The Wretched Divine foi inspirado em Attack on Titan e Brandon Sanderson

Polygon.com.

Brandon Sanderson está fazendo uma longa pausa em sua série de fantasia épica The Stormlight Archive para trabalhar em outros projetos, incluindo um novo romance independente de Cosmere e uma adaptação para AppleTV de sua trilogia Mistborn. Mas se você está procurando uma história que ofereça o mesmo nível de construção de mundo complexa e ação dramática, temos uma amostra do primeiro livro de uma nova série pela qual oito editoras estavam concorrendo – com Feiwel eventualmente pagando sete dígitos pelo que a editora acredita que será um grande sucesso.

Adalyn Grace iniciou sua carreira criativa como estagiária trabalhando em A Lenda de Korra antes de se tornar um autor YA best-seller do New York Times, escrevendo o Série beladona e o Todas as estrelas e dentes duologia. O Divino Miserávelque será lançado em 22 de setembro, marca sua estreia na fantasia adulta e dá início a uma nova trilogia.

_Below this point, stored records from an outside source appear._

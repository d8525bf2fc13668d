//! MCP Capability Server
//!
//! A Model Context Protocol (MCP) server that exposes a registry of tools and
//! resources to a client over JSON-RPC 2.0.
//!
//! # Architecture
//!
//! 1. **Protocol** (`mcp::protocol`) - JSON-RPC envelopes, decode/encode
//! 2. **Dispatcher** (`mcp::server`) - initialize/initialized lifecycle and routing
//! 3. **Capabilities** (`mcp::handler`, `tools`) - tool and resource contracts plus built-ins
//! 4. **Transports** - newline-delimited stdio (`mcp::transport`) or
//!    streamable HTTP with Server-Sent Events (`http`)
//!
//! Logging goes to stderr via `tracing`; stdout belongs to the protocol.

pub mod config;
pub mod error;
pub mod http;
pub mod mcp;
pub mod metrics;
pub mod tools;

pub use error::{Error, Result};

/// Server version reported in `initialize`.
pub const VERSION: &str = env!("CARGO_PKG_VERSION");

/// Server name reported in `initialize`.
pub const SERVER_NAME: &str = "mcp-capability-server";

“Para construir esse tipo de história da maneira que eu queria, o mundo precisava parecer muito grande, com muitas culturas, sistemas de crenças e, claro, magia”, Grace disse ao Polygon em comunicado. “Eu inspirei-me no meu amor por mundos de fantasia arrebatadores com construção de mundos intrincados, sendo um dos meus favoritos The Stormlight Archive, de Brandon Sanderson.”

A série se passa em um mundo onde os anjos estão presos em uma antiga guerra com demônios que representam os sete pecados capitais.

Um close de Akaza no Demon Slayer Infinity Castle Crédito: © Koyoharu Gotoge/SHUEISHA/Aniplex/ufotable

“A ideia dos sete pecados capitais me fascina desde que eu era criança e me apaixonei por Fullmetal Alquimista”, diz Grace. “Havia tantas coisas que eu admirava naquele mundo, mas a queda da Inveja e da Ganância como personagem permaneceram comigo por muito tempo. Eles são seres monstruosos que fizeram coisas terríveis, mas ainda há algo dolorosamente humano por trás de seus pecados. Uma possibilidade de que, se tivessem oportunidade, talvez as coisas pudessem ter funcionado de forma diferente para eles.”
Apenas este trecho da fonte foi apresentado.